Derealization is often comorbid with depression and anxiety. Symptoms of derealization are associated with symptoms of both depression and anxiety in the long-term, and those who experience chronic derealization seem to be more likely to experience depressive and anxious symptoms. Even when controlling for factors like treatment history, family history of mental disorders, childhood trauma, and sociodemographic status, many people who experience derealization also have depression and/or anxiety disorders. However, those who experience derealization are also less likely to experience bodily symptoms of anxiety, compared to those who have anxiety but not derealization, which may reflect the feelings of detachment from the body caused by derealization.

Researchers used brain fMRI to check the neural responses of those suffering from derealization and depersonalization to both aversive and neutral images.

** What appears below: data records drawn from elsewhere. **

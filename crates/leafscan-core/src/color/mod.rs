pub mod config;
pub mod hsb;
pub mod matcher;

pub use config::ColorConfig;
pub use hsb::{parse_hex_color, Hsb};
pub use matcher::ColorMatcher;
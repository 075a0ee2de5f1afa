use image::{Rgb, RgbImage};
use ndarray::Array2;

use leafscan_core::io::image_io::{fit_dimensions, load_rgb, mask_to_image, save_mask};

#[test]
fn test_fit_dimensions() {
    assert_eq!(fit_dimensions(1024, 768, 512), (512, 384));
    assert_eq!(fit_dimensions(100, 50, 512), (512, 256));
    assert_eq!(fit_dimensions(512, 512, 512), (512, 512));
    assert_eq!(fit_dimensions(1, 1000, 512), (1, 512));
}

#[test]
fn test_mask_to_image() {
    let mut mask = Array2::from_elem((2, 3), false);
    mask[[1, 2]] = true;
    let img = mask_to_image(&mask);
    assert_eq!(img.dimensions(), (3, 2));
    assert_eq!(img.get_pixel(2, 1).0, [255]);
    assert_eq!(img.get_pixel(0, 0).0, [0]);
}

#[test]
fn test_save_mask_roundtrip() {
    let dir = tempfile::tempdir().unwrap();
    let path = dir.path().join("mask.png");

    let mut mask = Array2::from_elem((4, 5), false);
    mask[[0, 0]] = true;
    mask[[3, 4]] = true;
    save_mask(&mask, &path).unwrap();

    let loaded = image::open(&path).unwrap().to_luma8();
    assert_eq!(loaded.dimensions(), (5, 4));
    assert_eq!(loaded.get_pixel(0, 0).0, [255]);
    assert_eq!(loaded.get_pixel(4, 3).0, [255]);
    assert_eq!(loaded.get_pixel(1, 1).0, [0]);
}

#[test]
fn test_load_rgb_with_and_without_rescale() {
    let dir = tempfile::tempdir().unwrap();
    let path = dir.path().join("input.png");
    RgbImage::from_pixel(64, 32, Rgb([10, 200, 10]))
        .save(&path)
        .unwrap();

    let original = load_rgb(&path, None).unwrap();
    assert_eq!(original.dimensions(), (64, 32));

    let scaled = load_rgb(&path, Some(16)).unwrap();
    assert_eq!(scaled.dimensions(), (16, 8));
}

#[test]
fn test_load_rgb_missing_file() {
    let dir = tempfile::tempdir().unwrap();
    assert!(load_rgb(&dir.path().join("missing.png"), None).is_err());
}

They found that the derealised patients "rated the aversive, disgusting scenes as less emotive than control subjects and, in response to these stimuli, showed reduced activation in structures implicated in the perception of disgust." While the derealised patients understood the content of the aversive pictures they were shown, they did not experience an emotional response, while the control group did, showing that the neural and behavioural responses of those experiencing derealization and depersonalization were impaired.

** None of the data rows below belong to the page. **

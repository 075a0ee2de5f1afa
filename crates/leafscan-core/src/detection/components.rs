use std::fmt;

use serde::Serialize;

/// A pixel coordinate, `x` is the column and `y` the row.
#[derive(Clone, Copy, Debug, PartialEq, Eq, Hash, Serialize)]
pub struct PixelPoint {
    pub x: usize,
    pub y: usize,
}

impl fmt::Display for PixelPoint {
    fn fmt(&self, f: &mut fmt::Formatter<'_>) -> fmt::Result {
        write!(f, "({},{})", self.x, self.y)
    }
}

/// Inclusive axis-aligned bounds of a set of pixels.
#[derive(Clone, Copy, Debug, PartialEq, Eq, Serialize)]
pub struct BoundingBox {
    pub min_x: usize,
    pub min_y: usize,
    pub max_x: usize,
    pub max_y: usize,
}

impl BoundingBox {
    /// Bounds of a single pixel.
    pub fn around(point: PixelPoint) -> Self {
        Self {
            min_x: point.x,
            min_y: point.y,
            max_x: point.x,
            max_y: point.y,
        }
    }

    /// Grow to include `point`.
    pub fn include(&mut self, point: PixelPoint) {
        self.min_x = self.min_x.min(point.x);
        self.min_y = self.min_y.min(point.y);
        self.max_x = self.max_x.max(point.x);
        self.max_y = self.max_y.max(point.y);
    }

    pub fn width(&self) -> usize {
        self.max_x - self.min_x + 1
    }

    pub fn height(&self) -> usize {
        self.max_y - self.min_y + 1
    }

    /// Integer midpoint of the box.
    pub fn center(&self) -> PixelPoint {
        PixelPoint {
            x: (self.min_x + self.max_x) / 2,
            y: (self.min_y + self.max_y) / 2,
        }
    }
}

/// Mutable per-root record filled during the extraction pass.
///
/// Always created from the first pixel seen for its root, so the bounding
/// box is never empty.
#[derive(Clone, Debug)]
pub struct ComponentAccumulator {
    root: usize,
    size: usize,
    added: usize,
    bbox: BoundingBox,
    pixels: Option<Vec<PixelPoint>>,
}

impl ComponentAccumulator {
    /// Start a record for `root` whose set holds `size` elements.
    pub fn new(root: usize, size: usize, first: PixelPoint, capture_pixels: bool) -> Self {
        let pixels = capture_pixels.then(|| {
            let mut pixels = Vec::with_capacity(size);
            pixels.push(first);
            pixels
        });
        Self {
            root,
            size,
            added: 1,
            bbox: BoundingBox::around(first),
            pixels,
        }
    }

    pub fn add_pixel(&mut self, point: PixelPoint) {
        self.bbox.include(point);
        self.added += 1;
        if let Some(pixels) = self.pixels.as_mut() {
            pixels.push(point);
        }
    }

    pub fn root(&self) -> usize {
        self.root
    }

    /// Pixels added so far.
    pub fn added(&self) -> usize {
        self.added
    }

    /// Freeze into an unranked [`Component`].
    pub fn finish(self) -> Component {
        debug_assert_eq!(
            self.added, self.size,
            "component {} saw {} pixels for a set of {}",
            self.root, self.added, self.size
        );
        Component {
            root: self.root,
            size: self.size,
            bbox: self.bbox,
            rank: None,
            pixels: self.pixels,
        }
    }
}

/// A connected cluster of foreground pixels (a "leaf").
#[derive(Clone, Debug, Serialize)]
pub struct Component {
    root: usize,
    size: usize,
    bbox: BoundingBox,
    rank: Option<usize>,
    #[serde(skip_serializing_if = "Option::is_none")]
    pixels: Option<Vec<PixelPoint>>,
}

impl Component {
    /// An unranked component without captured pixels.
    pub fn new(root: usize, size: usize, bbox: BoundingBox) -> Self {
        Self {
            root,
            size,
            bbox,
            rank: None,
            pixels: None,
        }
    }

    /// Union-find root this component was extracted from. Only meaningful
    /// within the detection run that produced it.
    pub fn root(&self) -> usize {
        self.root
    }

    /// Number of pixels.
    pub fn size(&self) -> usize {
        self.size
    }

    pub fn bounding_box(&self) -> BoundingBox {
        self.bbox
    }

    /// 1-based position by descending size, `None` until ranked.
    pub fn rank(&self) -> Option<usize> {
        self.rank
    }

    pub(crate) fn set_rank(&mut self, rank: usize) {
        self.rank = Some(rank);
    }

    /// Member coordinates in row-major order, when pixel capture was on.
    pub fn pixels(&self) -> Option<&[PixelPoint]> {
        self.pixels.as_deref()
    }

    pub fn center(&self) -> PixelPoint {
        self.bbox.center()
    }

    pub fn width(&self) -> usize {
        self.bbox.width()
    }

    pub fn height(&self) -> usize {
        self.bbox.height()
    }
}

impl fmt::Display for Component {
    fn fmt(&self, f: &mut fmt::Formatter<'_>) -> fmt::Result {
        let rank = self.rank.map_or_else(|| "-".to_string(), |r| r.to_string());
        write!(
            f,
            "Leaf #{} [root={}, size={} pixels, bounds=({},{})-({},{})]",
            rank,
            self.root,
            self.size,
            self.bbox.min_x,
            self.bbox.min_y,
            self.bbox.max_x,
            self.bbox.max_y
        )
    }
}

Derealization and dissociative symptoms have been linked by some studies to various physiological and psychological differences in individuals and their environments. It was remarked that labile sleep-wake cycles (labile meaning more easily roused) with some distinct changes in sleep, such as dream-like states, hypnogogic, hypnopompic hallucinations, night-terrors and other disorders related to sleep could possibly be causative or improve symptoms to a degree. Derealization can also be a symptom of severe sleep disorders and mental disorders like depersonalization-derealization disorder, borderline personality disorder, bipolar disorder, schizophrenia, dissociative identity disorder, and other mental conditions.

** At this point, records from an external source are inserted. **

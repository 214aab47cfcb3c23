//! Task log: an append-only block of output under a heading.
//!
//! Every append erases the previous frame and repaints the whole
//! accumulated text, so a transform can restyle (or truncate) earlier lines.
//! Finishing replaces the heading and frame with one static line.

use super::lifecycle::LiveLease;
use super::surface::Surface;
use crate::error::Result;
use crate::terminal::OutputBuffer;
use crate::text::rows_for;
use crate::theme::Color;
use std::fmt;
use std::io::Write;

type Transform = Box<dyn Fn(&str) -> String + Send>;

/// Configuration for [`TaskLog`].
#[derive(Debug, Clone, Default)]
pub struct TaskLogConfig {
    /// Show only the last `limit` lines of the frame. `None` shows all.
    pub limit: Option<usize>,
}

/// Accumulated text plus the frame last painted from it.
#[derive(Debug, Clone, Default, PartialEq, Eq)]
pub struct LogBuffer {
    text: String,
    frame: String,
}

impl LogBuffer {
    /// Append one chunk verbatim. Line breaks come only from the text itself.
    pub fn push(&mut self, chunk: &str) {
        self.text.push_str(chunk);
    }

    /// Everything appended so far.
    pub fn text(&self) -> &str {
        &self.text
    }

    /// The frame as last painted.
    pub fn frame(&self) -> &str {
        &self.frame
    }

    /// Screen rows the painted frame occupies at `columns`.
    pub fn frame_rows(&self, columns: u16) -> usize {
        frame_rows(&self.frame, columns)
    }
}

/// Rows a block of text occupies, soft wraps included.
fn frame_rows(frame: &str, columns: u16) -> usize {
    frame.lines().map(|line| rows_for(line, columns)).sum()
}

/// Rows to climb from the cursor left behind by painting `frame` to the
/// frame's first row.
///
/// After a trailing newline the cursor sits on the row below the frame;
/// otherwise it sits on the frame's last row.
fn cursor_climb(frame: &str, columns: u16) -> usize {
    let rows = frame_rows(frame, columns);
    if frame.is_empty() || frame.ends_with('\n') {
        rows
    } else {
        rows - 1
    }
}

fn tail_lines(frame: &str, limit: usize) -> String {
    let lines: Vec<&str> = frame.lines().collect();
    let mut tail = lines[lines.len().saturating_sub(limit)..].join("\n");
    if frame.ends_with('\n') && !tail.is_empty() {
        tail.push('\n');
    }
    tail
}

/// Live block of streamed output under a titled heading.
pub struct TaskLog<W: Write> {
    writer: W,
    surface: Surface,
    heading: String,
    config: TaskLogConfig,
    buffer: LogBuffer,
    transform: Option<Transform>,
    out: OutputBuffer,
    _lease: LiveLease,
}

impl<W: Write> TaskLog<W> {
    /// Claim the output and write the heading.
    ///
    /// # Errors
    ///
    /// Fails with [`Error::LiveRegionBusy`](crate::Error::LiveRegionBusy)
    /// while another live region runs, or if the heading cannot be written.
    pub fn new(writer: W, title: &str, surface: Surface) -> Result<Self> {
        Self::build(writer, title, surface, TaskLogConfig::default(), None)
    }

    /// Like [`TaskLog::new`], with custom configuration.
    pub fn with_config(writer: W, title: &str, surface: Surface, config: TaskLogConfig) -> Result<Self> {
        Self::build(writer, title, surface, config, None)
    }

    /// Like [`TaskLog::new`], repainting the text through `transform`.
    pub fn with_transform<F>(writer: W, title: &str, surface: Surface, transform: F) -> Result<Self>
    where
        F: Fn(&str) -> String + Send + 'static,
    {
        Self::build(writer, title, surface, TaskLogConfig::default(), Some(Box::new(transform)))
    }

    fn build(
        mut writer: W,
        title: &str,
        surface: Surface,
        config: TaskLogConfig,
        transform: Option<Transform>,
    ) -> Result<Self> {
        let lease = surface.lifecycle.claim_live("task log")?;

        let theme = &surface.theme;
        let symbols = theme.symbols();
        let heading = format!(
            "{}\n{}  {title}\n",
            theme.paint(symbols.bar, Color::Gray),
            theme.paint(symbols.step_active, Color::Cyan),
        );

        let mut out = OutputBuffer::new();
        out.write_str(&heading);
        out.flush_to(&mut writer)?;
        tracing::debug!(title, "task log started");

        Ok(Self {
            writer,
            surface,
            heading,
            config,
            buffer: LogBuffer::default(),
            transform,
            out,
            _lease: lease,
        })
    }

    /// Append a chunk and repaint the frame.
    pub fn append(&mut self, chunk: &str) -> Result<()> {
        self.buffer.push(chunk);
        let mut frame = match &self.transform {
            Some(transform) => transform(&self.buffer.text),
            None => self.buffer.text.clone(),
        };
        if let Some(limit) = self.config.limit {
            frame = tail_lines(&frame, limit);
        }

        let columns = self.surface.size().columns;
        let climb = cursor_climb(&self.buffer.frame, columns);

        self.out.clear();
        self.out.erase_rows_above(climb);
        self.out.write_str(&frame);
        self.buffer.frame = frame;
        tracing::trace!(climb, bytes = self.buffer.text.len(), "task log repaint");

        self.out.flush_to(&mut self.writer)?;
        Ok(())
    }

    /// Rows the current frame occupies at the current width.
    pub fn frame_rows(&self) -> usize {
        self.buffer.frame_rows(self.surface.size().columns)
    }

    /// Accumulated text and last frame.
    pub const fn buffer(&self) -> &LogBuffer {
        &self.buffer
    }

    /// Replace heading and frame with an error line, then dump the frame so
    /// the output that led to the failure stays visible.
    pub fn fail(mut self, message: &str) -> Result<()> {
        let theme = &self.surface.theme;
        let line = theme.paint(&format!("{}  {message}", theme.symbols().step_error), Color::Red);
        self.finish(&line, true)
    }

    /// Replace heading and frame with a success line.
    pub fn success(mut self, message: &str) -> Result<()> {
        let theme = &self.surface.theme;
        let line = theme.paint(&format!("{}  {message}", theme.symbols().step_submit), Color::Green);
        self.finish(&line, false)
    }

    fn finish(&mut self, line: &str, dump: bool) -> Result<()> {
        let columns = self.surface.size().columns;
        let climb = frame_rows(&self.heading, columns) + cursor_climb(&self.buffer.frame, columns);
        let theme = &self.surface.theme;
        let bar = theme.paint(theme.symbols().bar, Color::Gray);

        self.out.clear();
        self.out.erase_rows_above(climb);
        self.out.write_line(&bar);
        self.out.write_line(line);
        if dump && !self.buffer.frame.is_empty() {
            self.out.write_str(&self.buffer.frame);
            if !self.buffer.frame.ends_with('\n') {
                self.out.write_str("\n");
            }
        }
        self.out.flush_to(&mut self.writer)?;

        tracing::debug!(dump, "task log finished");
        Ok(())
    }
}

impl<W: Write> fmt::Debug for TaskLog<W> {
    fn fmt(&self, f: &mut fmt::Formatter<'_>) -> fmt::Result {
        f.debug_struct("TaskLog")
            .field("buffer", &self.buffer)
            .field("config", &self.config)
            .field("transform", &self.transform.is_some())
            .finish_non_exhaustive()
    }
}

Cannabis, psychedelics, dissociatives, antidepressants, caffeine, nitrous oxide, albuterol, and nicotine can all produce feelings of derealization, or sensations mimicking them, particularly when taken in excess. It can also result from alcohol withdrawal or benzodiazepine withdrawal. Tramadol withdrawal can also cause feelings of derealization, often alongside psychotic symptoms such as anxiety, paranoia and hallucinations. Generally, when derealization is induced by cannabis, symptoms do not last longer than the period of intoxication, generally subsiding within about 2 hours of exposure. However, a small group of those who use cannabis may experience derealization symptoms lasting weeks, months, or years, even after they stop using cannabis. The most significant factor for this chronic cannabis-induced derealization seems to be a history of anxiety, and young, anxiety-prone males who use cannabis under "marked distress" are particularly at risk.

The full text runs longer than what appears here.